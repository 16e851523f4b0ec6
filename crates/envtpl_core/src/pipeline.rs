//! The load, render and emit pipeline.

use std::fmt;
use std::io::Write;

use envtpl_templates::{TemplateEngine, TemplateRenderer};
use tracing::debug;

use crate::error::CoreResult;
use crate::registry::EnvironmentRegistry;
use crate::settings::{PipelineSettings, DEFAULT_TEMPLATE};
use crate::sink::{Emitted, OutputSink};

/// Stages a run passes through. A failure ends the run at the current stage.
#[derive(Debug, Clone, Copy, PartialEq, Eq)]
pub enum PipelineStage {
    Start,
    ConfigLoaded,
    EnvironmentSelected,
    Rendered,
    PrintedToStdout,
    WrittenToFile,
}

impl PipelineStage {
    pub fn as_str(&self) -> &'static str {
        match self {
            Self::Start => "start",
            Self::ConfigLoaded => "config-loaded",
            Self::EnvironmentSelected => "environment-selected",
            Self::Rendered => "rendered",
            Self::PrintedToStdout => "printed-to-stdout",
            Self::WrittenToFile => "written-to-file",
        }
    }
}

impl fmt::Display for PipelineStage {
    fn fmt(&self, f: &mut fmt::Formatter<'_>) -> fmt::Result {
        write!(f, "{}", self.as_str())
    }
}

/// One environment rendered through one template.
#[derive(Debug, Clone, PartialEq, Eq)]
pub struct RenderRequest {
    pub env: String,
    pub template: String,
}

impl RenderRequest {
    pub fn new(env: impl Into<String>) -> Self {
        Self {
            env: env.into(),
            template: DEFAULT_TEMPLATE.to_string(),
        }
    }

    pub fn with_template(mut self, template: impl Into<String>) -> Self {
        self.template = template.into();
        self
    }
}

/// Runs the render pipeline with a fixed set of paths and a template engine.
pub struct Pipeline<E> {
    settings: PipelineSettings,
    renderer: TemplateRenderer<E>,
}

impl<E: TemplateEngine> Pipeline<E> {
    pub fn new(settings: PipelineSettings, engine: E) -> Self {
        Self {
            settings,
            renderer: TemplateRenderer::new(engine),
        }
    }

    pub fn settings(&self) -> &PipelineSettings {
        &self.settings
    }

    /// Load the configuration, select the environment and render the template.
    pub fn render(&self, request: &RenderRequest) -> CoreResult<String> {
        debug!("Stage: {}", PipelineStage::Start);

        let registry = EnvironmentRegistry::load(self.settings.config_path())?;
        debug!("Stage: {}", PipelineStage::ConfigLoaded);

        let context = registry.select(&request.env)?;
        debug!(
            "Stage: {} ({} with {} key(s))",
            PipelineStage::EnvironmentSelected,
            request.env,
            context.len()
        );

        let rendered = self.renderer.render(&request.template, &context)?;
        debug!(
            "Stage: {} ({} bytes)",
            PipelineStage::Rendered,
            rendered.len()
        );

        Ok(rendered)
    }

    /// Render and hand the result to `sink`.
    pub fn run<W: Write>(
        &self,
        request: &RenderRequest,
        sink: &mut OutputSink<W>,
    ) -> CoreResult<Emitted> {
        let rendered = self.render(request)?;
        let emitted = sink.emit(&request.env, &rendered)?;

        let stage = match emitted {
            Emitted::Printed => PipelineStage::PrintedToStdout,
            Emitted::Written(_) => PipelineStage::WrittenToFile,
        };
        debug!("Stage: {}", stage);

        Ok(emitted)
    }
}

────────────────────

## WHAT IS BEING ASKED
Reproduce only the lines running from the one with "let context = registry.select(&request.env)?;" through the final line of the listing above, both ends included.

## WORKED SOLUTION
        let context = registry.select(&request.env)?;
        debug!(
            "Stage: {} ({} with {} key(s))",
            PipelineStage::EnvironmentSelected,
            request.env,
            context.len()
        );

        let rendered = self.renderer.render(&request.template, &context)?;
        debug!(
            "Stage: {} ({} bytes)",
            PipelineStage::Rendered,
            rendered.len()
        );

        Ok(rendered)
    }

    /// Render and hand the result to `sink`.
    pub fn run<W: Write>(
        &self,
        request: &RenderRequest,
        sink: &mut OutputSink<W>,
    ) -> CoreResult<Emitted> {
        let rendered = self.render(request)?;
        let emitted = sink.emit(&request.env, &rendered)?;

        let stage = match emitted {
            Emitted::Printed => PipelineStage::PrintedToStdout,
            Emitted::Written(_) => PipelineStage::WrittenToFile,
        };
        debug!("Stage: {}", stage);

        Ok(emitted)
    }
}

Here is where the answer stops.